After a successful first event, Black Foodie has announced a second picnic day to promote afro-caribbean dishes. And, it’s taking place this weekend.

The second Black Foodie Picnic Day (BFPD) will be held this Saturday, August 22 and has been endorsed by Toronto Mayor John Tory, several Black chefs, food bloggers, and business owners.

After the first BFPD reached tens of thousands of food enthusiasts, the second instalment is set to feature an Instagram Live cooking demo of a summer recipe by Chef Kelis Rogers and Black Foodie Founder Eden Hagos. The recipe will include a few goodies from Hagos’ upcoming Gold Mine Box from her food brand Bounty & Full.

The Live will take place before the BFPD on Wednesday at 4 pm.

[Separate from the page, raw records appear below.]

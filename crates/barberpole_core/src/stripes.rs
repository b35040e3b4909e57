//! Stripe line planning.
//!
//! Stripes are drawn as vertical lines in the rotated, translated drawing
//! space. The plan below is what the renderer walks each frame; it never
//! touches a surface so it can be asserted on directly.

use crate::geometry::RotatedBounds;

/// One vertical stripe line in drawing space.
#[derive(Debug, Clone, Copy, PartialEq)]
pub struct StripeLine {
    /// Step count from the start of the iteration (0-based).
    pub step: usize,
    /// Cursor position before the animation offset is applied.
    pub cursor: i32,
    /// Horizontal position, `cursor + offset`.
    pub x: f32,
    /// Line start (the bounds' bottom edge).
    pub y_start: f32,
    /// Line end (the bounds' top edge).
    pub y_end: f32,
    /// Index into the color list, `step % color_count`.
    pub color_index: usize,
}

/// Iterator over the stripe lines of one frame.
#[derive(Debug, Clone)]
pub struct StripeLines {
    cursor: i32,
    end: i32,
    step_width: i32,
    step: usize,
    color_count: usize,
    offset: f32,
    y_start: f32,
    y_end: f32,
    done: bool,
}

impl Iterator for StripeLines {
    type Item = StripeLine;

    fn next(&mut self) -> Option<Self::Item> {
        if self.done || self.cursor > self.end {
            return None;
        }

        let line = StripeLine {
            step: self.step,
            cursor: self.cursor,
            x: self.cursor as f32 + self.offset,
            y_start: self.y_start,
            y_end: self.y_end,
            color_index: self.step % self.color_count,
        };

        self.step += 1;
        match self.cursor.checked_add(self.step_width) {
            Some(next) => self.cursor = next,
            None => self.done = true,
        }

        Some(line)
    }

    fn size_hint(&self) -> (usize, Option<usize>) {
        if self.done || self.cursor > self.end {
            return (0, Some(0));
        }
        let span = i64::from(self.end) - i64::from(self.cursor);
        let remaining = (span / i64::from(self.step_width) + 1) as usize;
        (remaining, Some(remaining))
    }
}

impl ExactSizeIterator for StripeLines {}

/// Plans the stripe lines for one frame.
///
/// The cursor runs from `max(0, left - x_shift)` to `right + x_shift`
/// inclusive, one `stripe_width` per step. Each line spans the full height of
/// the bounds and is shifted by `offset`. Colors cycle with the step count, so
/// the color of a line never depends on its absolute position.
///
/// A non-positive `stripe_width` or zero `color_count` yields no lines; both
/// are rejected at configuration time before they can reach this point.
#[must_use]
pub fn stripe_lines(
    bounds: &RotatedBounds,
    stripe_width: i32,
    color_count: usize,
    offset: f32,
) -> StripeLines {
    let rect = bounds.rect;
    let start = rect.left.saturating_sub(bounds.x_shift).max(0);
    let end = rect.right.saturating_add(bounds.x_shift);

    StripeLines {
        cursor: start,
        end,
        step_width: stripe_width.max(1),
        step: 0,
        color_count: color_count.max(1),
        offset,
        y_start: rect.bottom as f32,
        y_end: rect.top as f32,
        done: stripe_width <= 0 || color_count == 0,
    }
}
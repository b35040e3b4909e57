//! The barber pole widget.
//!
//! Geometry is recomputed synchronously whenever the rotation or the viewport
//! changes, so a paint never sees stale bounds. The offset animator is the
//! only time-dependent state and is read, never written, during paint.

use std::time::Duration;

use barberpole_core::{
    compute_rotated_bounds, stripe_lines, IntRect, Orientation, RotatedBounds, StripeLines,
};

use crate::animation::{AnimatorState, OffsetAnimator};
use crate::config::BarberPoleConfig;
use crate::error::BarberPoleResult;
use crate::render::{render_stripes, Surface};
use crate::style::{Color, StripeStyle};
use crate::widget::core::{RedrawRequester, Widget, WidgetFlags};

/// Animated stripes rotated at a configurable angle, clipped to the widget.
#[derive(Debug)]
pub struct BarberPoleView {
    /// Colors and stroke width.
    style: StripeStyle,
    /// Stripe rotation.
    orientation: Orientation,
    /// Unrotated drawable area, also the clip rect.
    viewport: IntRect,
    /// Cached bounds for `viewport` under `orientation`.
    bounds: RotatedBounds,
    /// Time per color.
    animation_speed: Duration,
    /// Present only when animated.
    animator: Option<OffsetAnimator>,
    /// State flags.
    flags: WidgetFlags,
}

impl BarberPoleView {
    /// Creates a widget from a configuration. Starts animating right away if
    /// `config.animated` is set.
    ///
    /// # Errors
    ///
    /// Returns [`crate::BarberPoleError::InvalidConfiguration`] for an empty
    /// palette or a non-positive line width. Nothing is constructed then.
    pub fn new(config: &BarberPoleConfig) -> BarberPoleResult<Self> {
        if let Err(err) = config.validate() {
            tracing::warn!("Rejected barber pole configuration: {}", err);
            return Err(err);
        }

        let style = StripeStyle::new(&config.colors, config.line_width)?;
        let animation_speed = Duration::from_millis(config.animation_speed);

        let animator = config.animated.then(|| {
            let mut animator = OffsetAnimator::new(
                style.cycle_length(),
                cycle_duration(animation_speed, style.color_count()),
            );
            animator.start();
            animator
        });

        tracing::debug!(
            "Barber pole created: colors={} line_width={} rotation={} animated={}",
            style.color_count(),
            style.line_width(),
            config.line_rotation,
            config.animated
        );

        Ok(Self {
            style,
            orientation: Orientation::from_degrees(config.line_rotation),
            viewport: IntRect::ZERO,
            bounds: RotatedBounds::default(),
            animation_speed,
            animator,
            flags: WidgetFlags::DEFAULT,
        })
    }

    /// Creates a widget from a TOML configuration document.
    ///
    /// # Errors
    ///
    /// Returns the parse or validation error of
    /// [`BarberPoleConfig::from_toml_str`].
    pub fn from_toml_str(source: &str) -> BarberPoleResult<Self> {
        Self::new(&BarberPoleConfig::from_toml_str(source)?)
    }

    /// Returns the stripe rotation in degrees.
    #[must_use]
    pub fn line_rotation(&self) -> i32 {
        self.orientation.degrees()
    }

    /// Returns the stripe width in pixels.
    #[must_use]
    pub fn line_width(&self) -> i32 {
        self.style.line_width()
    }

    /// Returns the stripe style.
    #[must_use]
    pub fn style(&self) -> &StripeStyle {
        &self.style
    }

    /// Returns the time per color.
    #[must_use]
    pub fn animation_speed(&self) -> Duration {
        self.animation_speed
    }

    /// Returns the unrotated drawable area.
    #[must_use]
    pub fn viewport(&self) -> IntRect {
        self.viewport
    }

    /// Returns the cached rotated bounds.
    #[must_use]
    pub fn rotated_bounds(&self) -> RotatedBounds {
        self.bounds
    }

    /// Returns the current animation offset; always 0 when not animated.
    #[must_use]
    pub fn offset(&self) -> f32 {
        self.animator.as_ref().map_or(0.0, OffsetAnimator::offset)
    }

    /// Returns true if the widget was configured to animate.
    #[must_use]
    pub fn is_animated(&self) -> bool {
        self.animator.is_some()
    }

    /// Returns the animator state; `Stopped` when not animated.
    #[must_use]
    pub fn animator_state(&self) -> AnimatorState {
        self.animator
            .as_ref()
            .map_or(AnimatorState::Stopped, OffsetAnimator::state)
    }

    /// Returns the state flags.
    #[must_use]
    pub fn flags(&self) -> WidgetFlags {
        self.flags
    }

    /// Returns true if something changed since the last paint.
    ///
    /// The setters below cannot reach the host, so after calling one the host
    /// checks this and schedules a paint itself.
    #[must_use]
    pub fn needs_redraw(&self) -> bool {
        self.flags.has(WidgetFlags::DIRTY_RENDER)
    }

    /// Sets the stripe rotation.
    ///
    /// Side effect: recomputes the rotated bounds immediately and marks the
    /// widget for redraw (see [`Self::needs_redraw`]). Setting the current
    /// value does nothing.
    pub fn set_line_rotation(&mut self, degrees: i32) {
        if degrees == self.orientation.degrees() {
            return;
        }
        self.orientation = Orientation::from_degrees(degrees);
        self.recompute_bounds();
        self.flags.set(WidgetFlags::DIRTY_RENDER);
    }

    /// Sets the stripe width.
    ///
    /// Side effect: rewrites every paint's stroke width, rescales the
    /// animation range keeping the current phase, and marks the widget for
    /// redraw (see [`Self::needs_redraw`]).
    ///
    /// # Errors
    ///
    /// Returns [`crate::BarberPoleError::InvalidConfiguration`] if
    /// `line_width` is not positive. Nothing changes then.
    pub fn set_line_width(&mut self, line_width: i32) -> BarberPoleResult<()> {
        self.style.set_line_width(line_width)?;
        self.sync_animator();
        self.flags.set(WidgetFlags::DIRTY_RENDER);
        Ok(())
    }

    /// Replaces the palette.
    ///
    /// Side effect: rescales the animation range and cycle duration, keeping
    /// the current phase, and marks the widget for redraw (see
    /// [`Self::needs_redraw`]).
    ///
    /// # Errors
    ///
    /// Returns [`crate::BarberPoleError::InvalidConfiguration`] if `colors` is
    /// empty. Nothing changes then.
    pub fn set_colors(&mut self, colors: &[Color]) -> BarberPoleResult<()> {
        self.style.set_colors(colors)?;
        self.sync_animator();
        self.flags.set(WidgetFlags::DIRTY_RENDER);
        Ok(())
    }

    /// Sets the time per color, keeping the current phase.
    pub fn set_animation_speed(&mut self, speed: Duration) {
        self.animation_speed = speed;
        self.sync_animator();
    }

    /// Feeds a normalized progress value from a host timer primitive.
    /// Requests a redraw if the offset moved.
    pub fn on_progress(&mut self, progress: f32, host: &mut dyn RedrawRequester) {
        let advanced = self
            .animator
            .as_mut()
            .and_then(|animator| animator.set_progress(progress));
        if advanced.is_some() {
            self.flags.set(WidgetFlags::DIRTY_RENDER);
            host.request_redraw();
        }
    }

    /// Plans the stripe lines of the next paint without a surface. `None`
    /// while the widget is unsized.
    #[must_use]
    pub fn stripe_plan(&self) -> Option<StripeLines> {
        if self.viewport.is_empty() {
            return None;
        }
        Some(stripe_lines(
            &self.bounds,
            self.style.line_width(),
            self.style.color_count(),
            self.offset(),
        ))
    }

    /// Tears the widget down, stopping the animator so no timer outlives the
    /// surface.
    pub fn detach(&mut self) {
        if let Some(animator) = self.animator.as_mut() {
            animator.stop();
        }
        self.flags.clear(WidgetFlags::VISIBLE);
    }

    fn recompute_bounds(&mut self) {
        self.bounds = compute_rotated_bounds(
            self.viewport.width(),
            self.viewport.height(),
            self.orientation,
        );
        self.flags.clear(WidgetFlags::DIRTY_BOUNDS);
        tracing::debug!(
            "Rotated bounds recomputed: viewport={}x{} rotation={} bounds={:?} x_shift={}",
            self.viewport.width(),
            self.viewport.height(),
            self.orientation.degrees(),
            self.bounds.rect,
            self.bounds.x_shift
        );
    }

    fn sync_animator(&mut self) {
        let end_value = self.style.cycle_length();
        let duration = cycle_duration(self.animation_speed, self.style.color_count());
        if let Some(animator) = self.animator.as_mut() {
            animator.reconfigure(end_value, duration);
        }
    }
}

impl Widget for BarberPoleView {
    fn on_resize(&mut self, width: i32, height: i32) {
        self.viewport = IntRect::from_size(width.max(0), height.max(0));
        self.recompute_bounds();
        self.flags.set(WidgetFlags::DIRTY_RENDER);
    }

    fn on_visibility_changed(&mut self, visible: bool) {
        if visible {
            self.flags.set(WidgetFlags::VISIBLE);
            if let Some(animator) = self.animator.as_mut() {
                animator.resume();
            }
        } else {
            self.flags.clear(WidgetFlags::VISIBLE);
            if let Some(animator) = self.animator.as_mut() {
                animator.pause();
            }
        }
    }

    fn on_frame(&mut self, dt: Duration, host: &mut dyn RedrawRequester) {
        let advanced = self.animator.as_mut().and_then(|animator| animator.tick(dt));
        if advanced.is_some() {
            self.flags.set(WidgetFlags::DIRTY_RENDER);
            host.request_redraw();
        }
    }

    fn on_paint(&mut self, surface: &mut dyn Surface) {
        if self.viewport.is_empty() {
            tracing::trace!("Skipping paint of unsized barber pole");
            return;
        }

        render_stripes(
            surface,
            self.viewport,
            &self.bounds,
            &self.style,
            self.offset(),
            self.orientation.degrees(),
        );
        self.flags.clear(WidgetFlags::DIRTY_RENDER);
    }
}

impl Drop for BarberPoleView {
    fn drop(&mut self) {
        self.detach();
    }
}

fn cycle_duration(speed: Duration, color_count: usize) -> Duration {
    let count = u32::try_from(color_count).unwrap_or(u32::MAX);
    speed.saturating_mul(count)
}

The worldwide campaign encourages Black foodies to enjoy their favourite African, Caribbean and Southern dishes in the great outdoors, while also showcasing several recipes and suitable picnic meals from local Black businesses.

“Most importantly, it provides a much-needed positive, community-based activity in a time where COVID-19 is limiting the ways for us to enjoy the summer and the current political climate weighing heavily on Black people,” Black Foodie said in a news release.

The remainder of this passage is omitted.